* [TASK STATEMENT]: Complete, exact copies of all entries are needed.

Start of SUPPLIED MATERIAL

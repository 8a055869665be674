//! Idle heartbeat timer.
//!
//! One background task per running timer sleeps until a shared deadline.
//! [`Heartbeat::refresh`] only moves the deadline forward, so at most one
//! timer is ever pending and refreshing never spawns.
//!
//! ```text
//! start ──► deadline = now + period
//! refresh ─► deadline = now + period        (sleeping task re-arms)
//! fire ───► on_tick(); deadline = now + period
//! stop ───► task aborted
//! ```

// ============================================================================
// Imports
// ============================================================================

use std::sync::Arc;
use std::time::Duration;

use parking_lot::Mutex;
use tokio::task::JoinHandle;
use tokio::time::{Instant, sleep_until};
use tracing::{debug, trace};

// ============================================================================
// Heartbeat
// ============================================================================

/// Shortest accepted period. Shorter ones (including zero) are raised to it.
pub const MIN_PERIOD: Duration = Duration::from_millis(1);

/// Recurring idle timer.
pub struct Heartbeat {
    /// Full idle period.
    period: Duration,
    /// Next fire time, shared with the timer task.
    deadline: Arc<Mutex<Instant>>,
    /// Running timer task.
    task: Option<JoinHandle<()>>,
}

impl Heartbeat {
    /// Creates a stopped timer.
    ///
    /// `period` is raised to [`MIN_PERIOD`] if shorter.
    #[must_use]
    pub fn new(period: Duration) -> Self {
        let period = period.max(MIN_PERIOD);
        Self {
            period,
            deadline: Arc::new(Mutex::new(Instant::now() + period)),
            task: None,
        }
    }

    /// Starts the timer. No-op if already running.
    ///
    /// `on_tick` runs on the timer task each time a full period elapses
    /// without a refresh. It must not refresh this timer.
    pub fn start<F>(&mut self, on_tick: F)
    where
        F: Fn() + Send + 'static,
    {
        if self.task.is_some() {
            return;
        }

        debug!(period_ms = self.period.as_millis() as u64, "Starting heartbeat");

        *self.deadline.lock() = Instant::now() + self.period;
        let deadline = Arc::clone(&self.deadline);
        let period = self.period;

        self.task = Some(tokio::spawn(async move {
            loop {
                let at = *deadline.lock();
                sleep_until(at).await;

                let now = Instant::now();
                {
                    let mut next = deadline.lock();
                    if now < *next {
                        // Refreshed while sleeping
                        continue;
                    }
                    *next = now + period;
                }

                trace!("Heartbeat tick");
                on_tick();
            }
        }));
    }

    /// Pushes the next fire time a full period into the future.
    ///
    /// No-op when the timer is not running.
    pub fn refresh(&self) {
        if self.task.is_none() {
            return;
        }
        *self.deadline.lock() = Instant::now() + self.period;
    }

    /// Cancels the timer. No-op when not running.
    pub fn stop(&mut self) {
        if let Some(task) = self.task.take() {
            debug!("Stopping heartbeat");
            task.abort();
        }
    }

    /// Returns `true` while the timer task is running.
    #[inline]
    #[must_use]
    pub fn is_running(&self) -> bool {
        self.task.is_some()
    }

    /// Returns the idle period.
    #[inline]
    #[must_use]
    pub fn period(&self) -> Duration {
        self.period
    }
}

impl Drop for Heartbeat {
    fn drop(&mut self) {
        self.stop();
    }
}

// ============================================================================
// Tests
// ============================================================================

End of SUPPLIED MATERIAL

* [RESPONSE TO THE TASK]:
repository 8a055869665be674
//! Idle heartbeat timer.
//!
//! One background task per running timer sleeps until a shared deadline.
//! [`Heartbeat::refresh`] only moves the deadline forward, so at most one
//! timer is ever pending and refreshing never spawns.
//!
//! ```text
//! start ──► deadline = now + period
//! refresh ─► deadline = now + period        (sleeping task re-arms)
//! fire ───► on_tick(); deadline = now + period
//! stop ───► task aborted
//! ```

// ============================================================================
// Imports
// ============================================================================

use std::sync::Arc;
use std::time::Duration;

use parking_lot::Mutex;
use tokio::task::JoinHandle;
use tokio::time::{Instant, sleep_until};
use tracing::{debug, trace};

// ============================================================================
// Heartbeat
// ============================================================================

/// Shortest accepted period. Shorter ones (including zero) are raised to it.
pub const MIN_PERIOD: Duration = Duration::from_millis(1);

/// Recurring idle timer.
pub struct Heartbeat {
    /// Full idle period.
    period: Duration,
    /// Next fire time, shared with the timer task.
    deadline: Arc<Mutex<Instant>>,
    /// Running timer task.
    task: Option<JoinHandle<()>>,
}

impl Heartbeat {
    /// Creates a stopped timer.
    ///
    /// `period` is raised to [`MIN_PERIOD`] if shorter.
    #[must_use]
    pub fn new(period: Duration) -> Self {
        let period = period.max(MIN_PERIOD);
        Self {
            period,
            deadline: Arc::new(Mutex::new(Instant::now() + period)),
            task: None,
        }
    }

    /// Starts the timer. No-op if already running.
    ///
    /// `on_tick` runs on the timer task each time a full period elapses
    /// without a refresh. It must not refresh this timer.
    pub fn start<F>(&mut self, on_tick: F)
    where
        F: Fn() + Send + 'static,
    {
        if self.task.is_some() {
            return;
        }

        debug!(period_ms = self.period.as_millis() as u64, "Starting heartbeat");

        *self.deadline.lock() = Instant::now() + self.period;
        let deadline = Arc::clone(&self.deadline);
        let period = self.period;

        self.task = Some(tokio::spawn(async move {
            loop {
                let at = *deadline.lock();
                sleep_until(at).await;

                let now = Instant::now();
                {
                    let mut next = deadline.lock();
                    if now < *next {
                        // Refreshed while sleeping
                        continue;
                    }
                    *next = now + period;
                }

                trace!("Heartbeat tick");
                on_tick();
            }
        }));
    }

    /// Pushes the next fire time a full period into the future.
    ///
    /// No-op when the timer is not running.
    pub fn refresh(&self) {
        if self.task.is_none() {
            return;
        }
        *self.deadline.lock() = Instant::now() + self.period;
    }

    /// Cancels the timer. No-op when not running.
    pub fn stop(&mut self) {
        if let Some(task) = self.task.take() {
            debug!("Stopping heartbeat");
            task.abort();
        }
    }

    /// Returns `true` while the timer task is running.
    #[inline]
    #[must_use]
    pub fn is_running(&self) -> bool {
        self.task.is_some()
    }

    /// Returns the idle period.
    #[inline]
    #[must_use]
    pub fn period(&self) -> Duration {
        self.period
    }
}

impl Drop for Heartbeat {
    fn drop(&mut self) {
        self.stop();
    }
}

// ============================================================================
// Tests
// ============================================================================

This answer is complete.